The week-long flooding is over… plants and weeds have showed up…
shrubs are brown drying in the sun – rotting… even the taro plants
didn’t survive the waist-deep water. The avocado seedlings that I’ve
replanted from the bag didn’t make it as well.
During the
rounds I made I noticed one Jackfruit tree dying. It’s about my height
now after a year of its replanting. I looked around for the other
jackfruit trees in the lot and all are well except for this one. This
one is the biggest and the tallest of them and yet this is the one who
may not make it anymore. Its leaves are half way brown and bit pale
green for some- not fully wilted I said. I wonder if this one’s going to
recover… some wild vines are have managed to wrap themselves around
this one and amazingly survived the flood knowing they got soaked with
it… Well got to unburden this one so I carefully removed every single
bit of the vines… still thought that this tree looks ugly at its state… I
have to gamble on this one I thought, so I started cutting off the
branches saving the two major ones.
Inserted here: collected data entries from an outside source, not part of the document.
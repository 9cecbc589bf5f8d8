//! Static migration manifests
//!
//! Declaration order is the dependency order: tables are created before
//! later files alter or rename them. Nothing in the runner sorts, dedups or
//! otherwise reorders these lists.

use serde::Serialize;
use std::fmt;

/// Which manifest a run selects
#[derive(Debug, Clone, Copy, Default, PartialEq, Eq, Serialize)]
#[serde(rename_all = "lowercase")]
pub enum Mode {
    /// Core migrations only, for a database that already has the baseline schema
    #[default]
    Existing,
    /// Baseline schema creation followed by the core migrations
    Fresh,
}

impl fmt::Display for Mode {
    fn fmt(&self, f: &mut fmt::Formatter<'_>) -> fmt::Result {
        match self {
            Mode::Existing => write!(f, "existing"),
            Mode::Fresh => write!(f, "fresh"),
        }
    }
}

/// Tag for entries whose applicability depends on live schema state
#[derive(Debug, Clone, Copy, PartialEq, Eq, Hash, Serialize)]
#[serde(rename_all = "kebab-case")]
pub enum ConditionalKind {
    /// Rename of the donor contact column on `donatur`
    DonaturContactRename,
}

impl ConditionalKind {
    /// Stable tag used in logs and reports
    pub fn tag(self) -> &'static str {
        match self {
            ConditionalKind::DonaturContactRename => "donatur-contact-rename",
        }
    }
}

impl fmt::Display for ConditionalKind {
    fn fmt(&self, f: &mut fmt::Formatter<'_>) -> fmt::Result {
        f.write_str(self.tag())
    }
}

/// One manifest item: a SQL file relative to the repository root plus skip metadata
#[derive(Debug, Clone, Copy, PartialEq, Eq, Serialize)]
pub struct MigrationEntry {
    /// Path of the SQL file, `/`-separated, relative to the repository root
    pub file: &'static str,

    /// Skipped unless the run includes optional entries
    pub optional: bool,

    /// Live-schema check deciding whether the entry still applies
    #[serde(skip_serializing_if = "Option::is_none")]
    pub conditional: Option<ConditionalKind>,
}

impl MigrationEntry {
    /// A required, unconditional entry
    pub const fn new(file: &'static str) -> Self {
        Self {
            file,
            optional: false,
            conditional: None,
        }
    }

    /// Mark the entry optional
    pub const fn optional(self) -> Self {
        Self {
            optional: true,
            ..self
        }
    }

    /// Gate the entry on a conditional check
    pub const fn when(self, kind: ConditionalKind) -> Self {
        Self {
            conditional: Some(kind),
            ..self
        }
    }

    /// Final path component of `file`
    pub fn basename(&self) -> &'static str {
        self.file.rsplit('/').next().unwrap_or(self.file)
    }
}

/// Schema-creation migrations for an empty database
pub const BASELINE_FRESH: &[MigrationEntry] = &[
    MigrationEntry::new("packages/db/drizzle/0000_initial_schema.sql"),
    MigrationEntry::new("packages/db/drizzle/0001_campaigns.sql"),
    MigrationEntry::new("packages/db/drizzle/0002_zakat_types.sql"),
    MigrationEntry::new("packages/db/drizzle/0003_qurban.sql"),
    MigrationEntry::new("packages/db/drizzle/0004_disbursements.sql"),
    MigrationEntry::new("packages/db/drizzle/0005_ledger_accounts.sql"),
];

/// Migrations applied on top of the baseline, for existing environments
pub const CORE_EXISTING: &[MigrationEntry] = &[
    MigrationEntry::new("packages/db/migrations/001_campaign_slug.sql"),
    MigrationEntry::new("packages/db/migrations/002_mustahiq_master.sql"),
    MigrationEntry::new("packages/db/migrations/003_vendor_employee_master.sql"),
    MigrationEntry::new("packages/db/migrations/004_donatur_contact_rename.sql")
        .when(ConditionalKind::DonaturContactRename),
    MigrationEntry::new("packages/db/migrations/005_revenue_sharing.sql"),
    MigrationEntry::new("packages/db/migrations/006_disbursement_approval.sql"),
    MigrationEntry::new("packages/db/migrations/007_ledger_account_seed.sql"),
    MigrationEntry::new("packages/db/migrations/008_qurban_packages.sql"),
    MigrationEntry::new("packages/db/migrations/009_demo_seed_data.sql").optional(),
    MigrationEntry::new("packages/db/migrations/010_reporting_views.sql"),
    MigrationEntry::new("packages/db/migrations/011_drop_legacy_tables.sql").optional(),
];

/// The ordered entries a run of `mode` walks through
pub fn effective_manifest(mode: Mode) -> Vec<MigrationEntry> {
    match mode {
        Mode::Fresh => BASELINE_FRESH
            .iter()
            .chain(CORE_EXISTING.iter())
            .copied()
            .collect(),
        Mode::Existing => CORE_EXISTING.to_vec(),
    }
}

#[cfg(test)]
#[path = "manifest_test.rs"]
mod tests;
That way all the leaves are gone and
this tree is down to its trunk and two major branches half the original
length cut.
I was asking if I have over-done it because I
have is a barely living stick… I have done it with some other fruit
trees like the guava and mango trees, and they all survived. I’m not
sure though with this one… I haven’t done it on a jackfruit tree before…
then something caught my eye. The branches are bleeding – white sap is
covering the cuts. I smiled maybe this one will make it.
Sometimes
we also have to push some fruit trees to their limits… maybe I just
needed to force this jackfruit tree to recover. First off by making it
stop brooding over its drying leaves and worn out branches and broken
twigs. Then without any, it’ll be forced to grow new ones sooner - else
it’ll starve. Then recovery would be faster with the new shoots…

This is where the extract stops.